- What you have to do:
Lines containing the word "continue": say how many there are in the listing, with only the number as the answer.

- Given entries:
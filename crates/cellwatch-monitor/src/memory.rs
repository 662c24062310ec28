use std::time::Duration;

use sysinfo::System;
use tracing::warn;

/// Resident-set supervisor for the baseline build.
///
/// Large workbooks can hold tens of millions of cells in flight; the build
/// pauses when the process RSS exceeds the configured budget and halts (with
/// progress persisted) when the pause does not help.
pub struct MemoryMonitor {
    limit_bytes: u64,
}

/// How long the builder pauses to let in-flight buffers drain before
/// re-checking the budget.
pub const RELIEF_PAUSE: Duration = Duration::from_secs(10);

impl MemoryMonitor {
    pub fn new(limit_mb: u64) -> Self {
        MemoryMonitor {
            limit_bytes: limit_mb.saturating_mul(1024 * 1024),
        }
    }

    /// Current RSS in bytes (best-effort; platform-dependent).
    pub fn rss_bytes() -> Option<u64> {
        let pid = sysinfo::get_current_pid().ok()?;
        let mut system = System::new();
        system.refresh_processes();
        system.process(pid).map(|process| process.memory())
    }

    /// `Some(rss)` when the process is over budget.
    pub fn over_budget(&self) -> Option<u64> {
        let rss = Self::rss_bytes()?;
        if rss > self.limit_bytes {
            warn!(
                rss_mb = rss / (1024 * 1024),
                limit_mb = self.limit_bytes / (1024 * 1024),
                "memory budget exceeded"
            );
            Some(rss)
        } else {
            None
        }
    }
}
//! `cellwatch` — watch directories of workbooks and audit cell-level changes.

use std::io::Write;
use std::path::PathBuf;
use std::sync::atomic::{AtomicUsize, Ordering};
use std::sync::Arc;

use anyhow::{Context, Result};
use clap::Parser;
use tracing::{info, warn};

use cellwatch_monitor::builder::BaselineBuilder;
use cellwatch_monitor::config::MonitorConfig;
use cellwatch_monitor::stop::StopFlag;
use cellwatch_monitor::watch::Monitor;
use cellwatch_store::BuildProgress;

#[derive(Parser)]
#[command(
    name = "cellwatch",
    about = "Watch spreadsheet documents and audit semantic cell changes."
)]
struct Args {
    /// Path to a JSON configuration file; defaults apply when omitted.
    #[arg(long)]
    config: Option<PathBuf>,

    /// Skip the startup baseline build and go straight to monitoring.
    #[arg(long)]
    skip_baseline_build: bool,
}

fn main() -> Result<()> {
    tracing_subscriber::fmt()
        .with_env_filter(
            tracing_subscriber::EnvFilter::from_default_env()
                .add_directive(tracing::Level::INFO.into()),
        )
        .init();

    let args = Args::parse();

    let config = match &args.config {
        Some(path) => MonitorConfig::load(path)
            .with_context(|| format!("loading config {}", path.display()))?,
        None => MonitorConfig::default(),
    };

    info!("cellwatch v{} starting", env!("CARGO_PKG_VERSION"));
    for root in &config.watch_dirs {
        info!(root = %root.display(), "configured watch root");
    }
    info!(
        baseline_dir = %config.baseline_dir.display(),
        cache = config.use_local_cache,
        timeout = config.enable_timeout,
        memory_monitor = config.enable_memory_monitor,
        resume = config.enable_resume,
        "configuration"
    );

    let stop = StopFlag::new();
    install_signal_handler(stop.clone())?;

    if !args.skip_baseline_build {
        let targets = config.collect_targets();
        info!(files = targets.len(), "startup baseline scan");

        let builder = BaselineBuilder::new(&config, stop.clone());
        let summary = builder.run(&targets, config.scan_all_mode, prompt_resume);
        if !summary.completed_cleanly {
            // Interrupted build: progress is on disk, shut down gracefully.
            info!("baseline build interrupted, state preserved");
            return Ok(());
        }
    }

    if stop.is_stopped() {
        return Ok(());
    }

    let monitor = Monitor::new(config, stop);
    monitor.run().context("monitor initialisation")?;
    Ok(())
}

fn install_signal_handler(stop: StopFlag) -> Result<()> {
    let signals = Arc::new(AtomicUsize::new(0));
    ctrlc::set_handler(move || {
        let seen = signals.fetch_add(1, Ordering::SeqCst);
        if seen == 0 {
            warn!("interrupt received, stopping gracefully (press again to force quit)");
            stop.trigger();
        } else {
            std::process::exit(130);
        }
    })
    .context("installing signal handler")
}

/// Ask the operator whether to continue from a recorded build position.
fn prompt_resume(progress: &BuildProgress) -> bool {
    print!(
        "Found progress from {} ({}/{} files done). Resume? (y/n): ",
        progress.timestamp, progress.completed, progress.total
    );
    let _ = std::io::stdout().flush();

    let mut answer = String::new();
    if std::io::stdin().read_line(&mut answer).is_err() {
        return false;
    }
    answer.trim().eq_ignore_ascii_case("y")
}
//! Cell-level data model for watched workbooks.
//!
//! The model is deliberately narrow: a workbook snapshot is a mapping from
//! worksheet name to coordinate-keyed [`CellEntry`] records, where each entry
//! carries the formula text and/or the stored scalar value. Everything a
//! monitor needs — fingerprinting, diffing, persistence — is defined over this
//! shape; no host-library objects (and in particular no object identity) ever
//! participate in equality.

mod coord;
mod fingerprint;
mod model;
mod value;

pub use coord::{col_to_name, parse_a1, CoordKey};
pub use fingerprint::fingerprint;
pub use model::{Baseline, CellChange, CellEntry, CellModel, ExternalRefMap, Sheet, Worksheet};
pub use value::CellScalar;
use std::collections::HashMap;
use std::fs;
use std::path::{Path, PathBuf};

use quick_xml::events::Event;
use quick_xml::Reader;
use tracing::debug;

use cellwatch_model::{CellEntry, CellModel, CellScalar, ExternalRefMap, Sheet};

use crate::cache::SnapshotCache;
use crate::error::SnapshotError;
use crate::external_refs::external_ref_map;
use crate::package::{resolve_target, WorkbookArchive};
use crate::properties::last_author;
use crate::shared_strings::{parse_shared_strings, read_text_runs};

/// Everything the monitor needs from one read of a document.
#[derive(Debug)]
pub struct DocumentSnapshot {
    pub cells: CellModel,
    pub external_refs: ExternalRefMap,
    pub last_author: Option<String>,
    /// On-disk size of the source document, for logging.
    pub byte_size: u64,
    pub worksheet_count: usize,
}

/// Deterministic extraction of a [`CellModel`] from a document path.
#[derive(Default)]
pub struct SnapshotEngine {
    cache: Option<SnapshotCache>,
}

impl SnapshotEngine {
    pub fn new() -> Self {
        SnapshotEngine { cache: None }
    }

    /// Route all reads through a copy-through cache directory.
    pub fn with_cache(dir: impl Into<PathBuf>) -> Self {
        SnapshotEngine {
            cache: Some(SnapshotCache::new(dir)),
        }
    }

    pub fn snapshot(&self, path: &Path) -> Result<DocumentSnapshot, SnapshotError> {
        let byte_size = fs::metadata(path)
            .map_err(|e| SnapshotError::Archive(format!("{}: {e}", path.display())))?
            .len();

        let local = match &self.cache {
            Some(cache) => cache.resolve(path),
            None => path.to_path_buf(),
        };

        let archive = WorkbookArchive::open(&local)?;

        let shared = match archive.part_str("xl/sharedStrings.xml")? {
            Some(xml) => parse_shared_strings(xml)?,
            None => Vec::new(),
        };

        let sheets = workbook_sheets(&archive)?;
        let worksheet_count = sheets.len();

        let mut cells = CellModel::new();
        for (name, part) in sheets {
            let xml = archive
                .part_str(&part)?
                .ok_or_else(|| SnapshotError::MissingPart(part.clone()))?;
            let sheet = parse_sheet_cells(xml, &shared)?;
            debug!(worksheet = %name, cells = sheet.len(), "extracted worksheet");
            cells.push_sheet(name, sheet);
        }

        let external_refs = external_ref_map(&archive);
        let last_author = last_author(&archive);

        Ok(DocumentSnapshot {
            cells,
            external_refs,
            last_author,
            byte_size,
            worksheet_count,
        })
    }
}

/// Worksheets in document order: `(sheet name, worksheet part name)`.
fn workbook_sheets(archive: &WorkbookArchive) -> Result<Vec<(String, String)>, SnapshotError> {
    let workbook_xml = archive
        .part_str("xl/workbook.xml")?
        .ok_or_else(|| SnapshotError::MissingPart("xl/workbook.xml".to_string()))?;

    let rels = workbook_relationships(archive)?;

    let mut reader = Reader::from_str(workbook_xml);
    reader.config_mut().trim_text(true);

    let mut buf = Vec::new();
    let mut sheets = Vec::new();

    loop {
        match reader.read_event_into(&mut buf)? {
            Event::Start(e) | Event::Empty(e) if e.local_name().as_ref() == b"sheet" => {
                let mut name: Option<String> = None;
                let mut rel_id: Option<String> = None;
                for attr in e.attributes() {
                    let attr = attr?;
                    let key = attr.key.as_ref();
                    if key == b"name" {
                        name = Some(attr.unescape_value()?.into_owned());
                    } else if key == b"id" || key.ends_with(b":id") {
                        rel_id = Some(attr.unescape_value()?.into_owned());
                    }
                }
                let name =
                    name.ok_or_else(|| SnapshotError::Invalid("sheet without name".to_string()))?;
                let rel_id = rel_id
                    .ok_or_else(|| SnapshotError::Invalid(format!("sheet {name} without r:id")))?;
                let part = rels.get(&rel_id).cloned().ok_or_else(|| {
                    SnapshotError::Invalid(format!("sheet {name}: unresolved relationship {rel_id}"))
                })?;
                sheets.push((name, part));
            }
            Event::Eof => break,
            _ => {}
        }
        buf.clear();
    }

    Ok(sheets)
}

/// Relationship id → resolved part name, from `xl/_rels/workbook.xml.rels`.
fn workbook_relationships(
    archive: &WorkbookArchive,
) -> Result<HashMap<String, String>, SnapshotError> {
    let rels_xml = archive
        .part_str("xl/_rels/workbook.xml.rels")?
        .ok_or_else(|| SnapshotError::MissingPart("xl/_rels/workbook.xml.rels".to_string()))?;

    let doc = roxmltree::Document::parse(rels_xml)?;
    let mut rels = HashMap::new();
    for node in doc
        .descendants()
        .filter(|n| n.is_element() && n.tag_name().name() == "Relationship")
    {
        let Some(id) = node.attribute("Id") else {
            continue;
        };
        let target = node.attribute("Target").unwrap_or_default();
        rels.insert(
            id.to_string(),
            resolve_target("xl/workbook.xml", target),
        );
    }
    Ok(rels)
}

#[derive(Default)]
struct PendingFormula {
    text: String,
    shared_index: Option<u32>,
}

#[derive(Default)]
struct PendingCell {
    label: String,
    t: Option<String>,
    formula: Option<PendingFormula>,
    value_text: Option<String>,
    inline_text: Option<String>,
}

/// Stream one worksheet part's `<sheetData>` into a coordinate-keyed sheet.
fn parse_sheet_cells(xml: &str, shared: &[String]) -> Result<Sheet, SnapshotError> {
    let mut reader = Reader::from_str(xml);
    reader.config_mut().trim_text(false);

    let mut buf = Vec::new();
    let mut cells = Sheet::new();

    // Shared-formula masters appear at their group's top-left anchor, so in
    // the part's row-major stream they precede their textless followers.
    let mut shared_formulas: HashMap<u32, String> = HashMap::new();

    let mut in_sheet_data = false;
    let mut current: Option<PendingCell> = None;
    let mut in_v = false;
    let mut in_f = false;

    loop {
        match reader.read_event_into(&mut buf)? {
            Event::Start(e) if e.local_name().as_ref() == b"sheetData" => in_sheet_data = true,
            Event::End(e) if e.local_name().as_ref() == b"sheetData" => in_sheet_data = false,

            Event::Start(e) if in_sheet_data && e.local_name().as_ref() == b"c" => {
                let mut cell = PendingCell::default();
                for attr in e.attributes() {
                    let attr = attr?;
                    match attr.key.as_ref() {
                        b"r" => cell.label = attr.unescape_value()?.into_owned(),
                        b"t" => cell.t = Some(attr.unescape_value()?.into_owned()),
                        _ => {}
                    }
                }
                in_v = false;
                in_f = false;
                current = Some(cell);
            }
            // A self-closing <c/> carries no content (only style metadata).
            Event::Empty(e) if in_sheet_data && e.local_name().as_ref() == b"c" => {
                drop(e);
            }
            Event::End(e) if in_sheet_data && e.local_name().as_ref() == b"c" => {
                if let Some(cell) = current.take() {
                    if !cell.label.is_empty() {
                        if let Some(entry) = finish_cell(cell, shared, &mut shared_formulas) {
                            cells.insert(entry.0, entry.1);
                        }
                    }
                }
                in_v = false;
                in_f = false;
            }

            Event::Start(e)
                if in_sheet_data && current.is_some() && e.local_name().as_ref() == b"f" =>
            {
                in_f = true;
                let formula = pending_formula_from_attrs(&e)?;
                if let Some(cell) = current.as_mut() {
                    cell.formula = Some(formula);
                }
            }
            Event::Empty(e)
                if in_sheet_data && current.is_some() && e.local_name().as_ref() == b"f" =>
            {
                let formula = pending_formula_from_attrs(&e)?;
                if let Some(cell) = current.as_mut() {
                    cell.formula = Some(formula);
                }
            }
            Event::End(e) if in_sheet_data && e.local_name().as_ref() == b"f" => in_f = false,
            Event::Text(t) if in_sheet_data && in_f => {
                if let Some(formula) = current.as_mut().and_then(|c| c.formula.as_mut()) {
                    formula.text.push_str(&t.unescape()?);
                }
            }

            Event::Start(e)
                if in_sheet_data && current.is_some() && e.local_name().as_ref() == b"v" =>
            {
                in_v = true;
            }
            Event::End(e) if in_sheet_data && e.local_name().as_ref() == b"v" => in_v = false,
            Event::Text(t) if in_sheet_data && in_v => {
                if let Some(cell) = current.as_mut() {
                    cell.value_text
                        .get_or_insert_with(String::new)
                        .push_str(&t.unescape()?);
                }
            }

            Event::Start(e)
                if in_sheet_data && current.is_some() && e.local_name().as_ref() == b"is" =>
            {
                let text = read_text_runs(&mut reader, b"is")?;
                if let Some(cell) = current.as_mut() {
                    cell.inline_text = Some(text);
                }
            }
            Event::Empty(e)
                if in_sheet_data && current.is_some() && e.local_name().as_ref() == b"is" =>
            {
                if let Some(cell) = current.as_mut() {
                    cell.inline_text = Some(String::new());
                }
            }

            Event::Eof => break,
            _ => {}
        }
        buf.clear();
    }

    Ok(cells)
}

fn pending_formula_from_attrs(
    e: &quick_xml::events::BytesStart<'_>,
) -> Result<PendingFormula, SnapshotError> {
    let mut formula = PendingFormula::default();
    for attr in e.attributes() {
        let attr = attr?;
        if attr.key.as_ref() == b"si" {
            formula.shared_index = attr.unescape_value()?.parse().ok();
        }
    }
    Ok(formula)
}

/// Reduce a streamed cell to its stored entry, or `None` for empty cells.
fn finish_cell(
    cell: PendingCell,
    shared: &[String],
    shared_formulas: &mut HashMap<u32, String>,
) -> Option<(String, CellEntry)> {
    if let Some(pending) = cell.formula {
        // Formula cell: record the text, never the cached value. Shared and
        // array formulas reduce to their shared text, so re-reading an
        // unchanged file always yields identical entries.
        let text = if !pending.text.is_empty() {
            if let Some(si) = pending.shared_index {
                shared_formulas
                    .entry(si)
                    .or_insert_with(|| pending.text.clone());
            }
            pending.text
        } else if let Some(master) = pending
            .shared_index
            .and_then(|si| shared_formulas.get(&si))
        {
            master.clone()
        } else {
            String::new()
        };

        let formula = if text.starts_with('=') {
            text
        } else {
            format!("={text}")
        };
        return Some((cell.label, CellEntry::formula(formula)));
    }

    let value = match cell.t.as_deref() {
        Some("s") => cell
            .value_text
            .as_deref()
            .and_then(|v| v.trim().parse::<usize>().ok())
            .and_then(|idx| shared.get(idx))
            .cloned()
            .map(CellScalar::Text),
        Some("inlineStr") => cell.inline_text.map(CellScalar::Text),
        Some("b") => cell
            .value_text
            .as_deref()
            .map(|v| CellScalar::Bool(v.trim() == "1" || v.trim().eq_ignore_ascii_case("true"))),
        // `t="d"` payloads are already ISO-8601; errors and formula-result
        // strings stay text.
        Some("str") | Some("e") | Some("d") => cell.value_text.map(CellScalar::Text),
        _ => cell
            .value_text
            .as_deref()
            .and_then(CellScalar::from_numeric_text),
    }?;

    Some((cell.label, CellEntry::value(value)))
}

#[cfg(test)]
mod tests {
    use super::*;
    use pretty_assertions::assert_eq;

    fn sheet_xml(body: &str) -> String {
        format!(
            r#"<?xml version="1.0" encoding="UTF-8" standalone="yes"?>
<worksheet xmlns="http://schemas.openxmlformats.org/spreadsheetml/2006/main"><sheetData>{body}</sheetData></worksheet>"#
        )
    }

    #[test]
    fn formula_cells_record_text_and_drop_cached_value() {
        let xml = sheet_xml(r#"<row r="1"><c r="A1"><f>SUM(B1:B3)</f><v>42</v></c></row>"#);
        let cells = parse_sheet_cells(&xml, &[]).unwrap();
        assert_eq!(cells["A1"], CellEntry::formula("=SUM(B1:B3)"));
    }

    #[test]
    fn scalar_cells_coerce_by_storage_type() {
        let xml = sheet_xml(
            r#"<row r="1">
                <c r="A1"><v>7</v></c>
                <c r="B1"><v>2.5</v></c>
                <c r="C1" t="b"><v>1</v></c>
                <c r="D1" t="str"><v>plain</v></c>
                <c r="E1" t="d"><v>2025-07-10T16:29:38</v></c>
                <c r="F1" t="e"><v>#DIV/0!</v></c>
            </row>"#,
        );
        let cells = parse_sheet_cells(&xml, &[]).unwrap();
        assert_eq!(cells["A1"], CellEntry::value(7i64));
        assert_eq!(cells["B1"], CellEntry::value(2.5));
        assert_eq!(cells["C1"], CellEntry::value(true));
        assert_eq!(cells["D1"], CellEntry::value("plain"));
        assert_eq!(cells["E1"], CellEntry::value("2025-07-10T16:29:38"));
        assert_eq!(cells["F1"], CellEntry::value("#DIV/0!"));
    }

    #[test]
    fn shared_string_and_inline_string_cells() {
        let xml = sheet_xml(
            r#"<row r="1">
                <c r="A1" t="s"><v>0</v></c>
                <c r="B1" t="inlineStr"><is><t>inline</t></is></c>
            </row>"#,
        );
        let cells = parse_sheet_cells(&xml, &["hello".to_string()]).unwrap();
        assert_eq!(cells["A1"], CellEntry::value("hello"));
        assert_eq!(cells["B1"], CellEntry::value("inline"));
    }

    #[test]
    fn empty_cells_are_omitted() {
        let xml = sheet_xml(r#"<row r="1"><c r="A1" s="3"/><c r="B1"></c></row>"#);
        let cells = parse_sheet_cells(&xml, &[]).unwrap();
        assert!(cells.is_empty());
    }

    #[test]
    fn shared_formula_followers_inherit_master_text() {
        let xml = sheet_xml(
            r#"<row r="1"><c r="A1"><f t="shared" ref="A1:A3" si="0">B1*2</f><v>2</v></c></row>
               <row r="2"><c r="A2"><f t="shared" si="0"/><v>4</v></c></row>
               <row r="3"><c r="A3"><f t="shared" si="0"/><v>6</v></c></row>"#,
        );
        let cells = parse_sheet_cells(&xml, &[]).unwrap();
        assert_eq!(cells["A1"], CellEntry::formula("=B1*2"));
        assert_eq!(cells["A2"], CellEntry::formula("=B1*2"));
        assert_eq!(cells["A3"], CellEntry::formula("=B1*2"));
    }

    #[test]
    fn array_formulas_reduce_to_their_text() {
        let xml = sheet_xml(
            r#"<row r="2"><c r="B2"><f t="array" ref="B2:B4">SUM(A1:A3)</f><v>6</v></c></row>"#,
        );
        let first = parse_sheet_cells(&xml, &[]).unwrap();
        let second = parse_sheet_cells(&xml, &[]).unwrap();
        assert_eq!(first, second);
        assert_eq!(first["B2"], CellEntry::formula("=SUM(A1:A3)"));
    }
}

- Task answer:
2